◆ WHAT THIS TASK INVOLVES
Below are records; how many of their lines contain "trimmed"? Give the number and no other words.

◆ SUPPLIED DATA

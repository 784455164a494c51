use ratatui::{
    Frame,
    layout::Rect,
    style::{Color, Style},
    text::{Line, Span},
    widgets::Paragraph,
};

use super::Component;
use crate::presentation::renderers::tui::app::AppState;

const HELP: &str = "q quit  r refresh  f focus  d raw  / filter  t ttl  x delete";

pub(crate) struct StatusBarComponent;

impl Component for StatusBarComponent {
    fn render(&self, f: &mut Frame, area: Rect, state: &mut AppState) {
        let line = if let Some(prompt) = state.prompt() {
            Line::from(vec![
                Span::styled(prompt, Style::default().fg(Color::Yellow)),
                Span::styled("█", Style::default().fg(Color::Yellow)),
            ])
        } else {
            let mut spans = vec![Span::styled(
                format!(" {} ", state.store_name),
                Style::default().fg(Color::Black).bg(Color::Cyan),
            )];
            match &state.status {
                Some(status) => {
                    let color = if status.is_error { Color::Red } else { Color::Green };
                    spans.push(Span::styled(
                        format!(" {}", status.text),
                        Style::default().fg(color),
                    ));
                }
                None => spans.push(Span::styled(
                    format!(" {}", HELP),
                    Style::default().fg(Color::DarkGray),
                )),
            }
            Line::from(spans)
        };

        f.render_widget(Paragraph::new(line), area);
    }
}
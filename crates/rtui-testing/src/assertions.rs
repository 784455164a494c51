//! Assertions over the CLI's `--format json` output.

use anyhow::{Context, Result};
use serde_json::Value;

/// Assert that a `keys` listing contains exactly the expected keys, in order.
pub fn assert_keys(json: &Value, expected: &[&str]) -> Result<()> {
    let keys = json["keys"]
        .as_array()
        .context("Expected 'keys' array in JSON")?;
    let actual: Vec<&str> = keys.iter().filter_map(Value::as_str).collect();

    if actual != expected {
        anyhow::bail!("Expected keys {:?}, got {:?}", expected, actual);
    }
    Ok(())
}

/// Assert the render kind of a `get` result (`json`, `plain` or `error`).
pub fn assert_render_kind(json: &Value, expected: &str) -> Result<()> {
    let kind = json["primary"]["kind"]
        .as_str()
        .context("Expected 'primary.kind' in JSON")?;

    if kind != expected {
        anyhow::bail!("Expected render kind '{}', got '{}'", expected, kind);
    }
    Ok(())
}

/// Assert that a `get` result carries a source block with the given first line.
pub fn assert_source_starts_with(json: &Value, prefix: &str) -> Result<()> {
    let first = json["source"]["lines"][0]
        .as_str()
        .context("Expected 'source.lines' in JSON")?;

    if !first.starts_with(prefix) {
        anyhow::bail!("Source block starts with '{}', expected '{}'", first, prefix);
    }
    Ok(())
}
use super::HandlerContext;
use crate::presentation::view_models::{MutationKind, MutationViewModel};
use anyhow::Result;

pub fn handle(ctx: &HandlerContext, key: &str) -> Result<()> {
    let applied = ctx.block_on(ctx.store.delete_key(key))?;
    log::info!("del {} -> {}", key, applied);

    ctx.renderer().render_mutation(&MutationViewModel {
        action: MutationKind::Delete,
        key: key.to_string(),
        applied,
        seconds: None,
    })
}
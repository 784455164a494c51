//! Content composition for the value pane.
//!
//! On top of [`render`], a value that is a JSON object (a string holding
//! one, or a hash) may carry source code in a reserved field. That field is
//! split out and shown in its own block while the rest of the object is
//! rendered as usual.

use rtui_types::{StoreValue, ValueTypeTag};
use serde::Serialize;

use crate::render::{RenderedValue, render, render_raw};

/// Reserved object field holding a source snippet.
pub const SOURCE_FIELD: &str = "code";

#[derive(Debug, Clone, PartialEq, Eq, Serialize)]
#[serde(tag = "kind", content = "lines", rename_all = "snake_case")]
pub enum SourceBlock {
    Code(Vec<String>),
    /// No source field; shown as a placeholder
    Empty,
}

impl SourceBlock {
    fn from_code(code: &str) -> Self {
        let trimmed = code.trim();
        if trimmed.is_empty() {
            SourceBlock::Empty
        } else {
            SourceBlock::Code(trimmed.split('\n').map(str::to_string).collect())
        }
    }

    pub fn is_empty(&self) -> bool {
        matches!(self, SourceBlock::Empty)
    }
}

/// Everything the content pane shows for one key.
#[derive(Debug, Clone, PartialEq, Eq, Serialize)]
pub struct ContentView {
    pub title: String,
    pub primary: RenderedValue,
    pub source: SourceBlock,
}

impl ContentView {
    /// Raw view: generic stringification, no source split.
    pub fn raw(key: &str, value: &StoreValue) -> Self {
        Self {
            title: title_for(key),
            primary: render_raw(value),
            source: SourceBlock::Empty,
        }
    }
}

pub fn title_for(key: &str) -> String {
    format!("Data for {}", key)
}

/// Compose the content pane for `key`.
pub fn compose(key: &str, value: &StoreValue, tag: &ValueTypeTag) -> ContentView {
    let (primary, source) = match value {
        StoreValue::Text(text) => {
            split_json_object(text).unwrap_or_else(|| (render(value, tag), SourceBlock::Empty))
        }
        StoreValue::Pairs(pairs) => split_pairs(pairs, tag)
            .unwrap_or_else(|| (render(value, tag), SourceBlock::Empty)),
        _ => (render(value, tag), SourceBlock::Empty),
    };

    ContentView {
        title: title_for(key),
        primary,
        source,
    }
}

fn split_json_object(text: &str) -> Option<(RenderedValue, SourceBlock)> {
    let parsed: serde_json::Value = serde_json::from_str(text).ok()?;
    let serde_json::Value::Object(mut object) = parsed else {
        return None;
    };

    let source = match object.get(SOURCE_FIELD) {
        Some(serde_json::Value::String(code)) => {
            let block = SourceBlock::from_code(code);
            object.shift_remove(SOURCE_FIELD);
            block
        }
        _ => SourceBlock::Empty,
    };

    let pretty = serde_json::to_string_pretty(&serde_json::Value::Object(object)).ok()?;
    Some((RenderedValue::json(&pretty), source))
}

fn split_pairs(pairs: &[(String, String)], tag: &ValueTypeTag) -> Option<(RenderedValue, SourceBlock)> {
    let code = pairs
        .iter()
        .find(|(field, _)| field == SOURCE_FIELD)
        .map(|(_, code)| code)?;

    let rest: Vec<(String, String)> = pairs
        .iter()
        .filter(|(field, _)| field != SOURCE_FIELD)
        .cloned()
        .collect();

    Some((
        render(&StoreValue::Pairs(rest), tag),
        SourceBlock::from_code(code),
    ))
}

#[cfg(test)]
mod tests {
    use super::*;
    use crate::render::RenderKind;

    #[test]
    fn test_code_field_is_split_out() {
        let value = StoreValue::text(r#"{"name":"KeyTree","code":"  fn main() {\n}\n"}"#);
        let view = compose("code:key_tree", &value, &ValueTypeTag::String);
        assert_eq!(view.title, "Data for code:key_tree");
        assert_eq!(view.primary.kind, RenderKind::Json);
        assert_eq!(view.primary.text(), "{\n  \"name\": \"KeyTree\"\n}");
        assert_eq!(
            view.source,
            SourceBlock::Code(vec!["fn main() {".to_string(), "}".to_string()])
        );
    }

    #[test]
    fn test_object_without_code_has_empty_source() {
        let value = StoreValue::text(r#"{"a":1}"#);
        let view = compose("k", &value, &ValueTypeTag::String);
        assert_eq!(view.primary.text(), "{\n  \"a\": 1\n}");
        assert!(view.source.is_empty());
    }

    #[test]
    fn test_non_string_code_field_stays_in_object() {
        let value = StoreValue::text(r#"{"code":42}"#);
        let view = compose("k", &value, &ValueTypeTag::String);
        assert_eq!(view.primary.text(), "{\n  \"code\": 42\n}");
        assert!(view.source.is_empty());
    }

    #[test]
    fn test_json_array_uses_tag_rendering() {
        let value = StoreValue::text("[1,2]");
        let view = compose("k", &value, &ValueTypeTag::String);
        assert_eq!(view.primary.text(), "[\n  1,\n  2\n]");
        assert!(view.source.is_empty());
    }

    #[test]
    fn test_plain_string_passes_through() {
        let view = compose("k", &StoreValue::text("hello"), &ValueTypeTag::String);
        assert_eq!(view.primary.text(), "hello");
        assert!(view.source.is_empty());
    }

    #[test]
    fn test_hash_code_field_is_split_out() {
        let value = StoreValue::pairs([("name", "snippet"), ("code", "print(1)")]);
        let view = compose("k", &value, &ValueTypeTag::Hash);
        assert_eq!(view.primary.lines, vec!["name: snippet"]);
        assert_eq!(view.source, SourceBlock::Code(vec!["print(1)".to_string()]));
    }

    #[test]
    fn test_empty_code_renders_placeholder() {
        let value = StoreValue::text(r#"{"code":"   "}"#);
        let view = compose("k", &value, &ValueTypeTag::String);
        assert_eq!(view.primary.text(), "{}");
        assert!(view.source.is_empty());
    }

    #[test]
    fn test_raw_view() {
        let value = StoreValue::pairs([("name", "John Doe")]);
        let view = ContentView::raw("user:1", &value);
        assert_eq!(view.primary.text(), r#"{"name":"John Doe"}"#);
    }

    #[test]
    fn test_raw_view_of_json_string_skips_source_split() {
        let text = r#"{"name":"KeyTree","code":"fn main() {}"}"#;
        let view = ContentView::raw("code:key_tree", &StoreValue::text(text));
        assert_eq!(view.primary.text(), text);
        assert!(view.source.is_empty());
    }
}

◆ ANSWER BELOW
3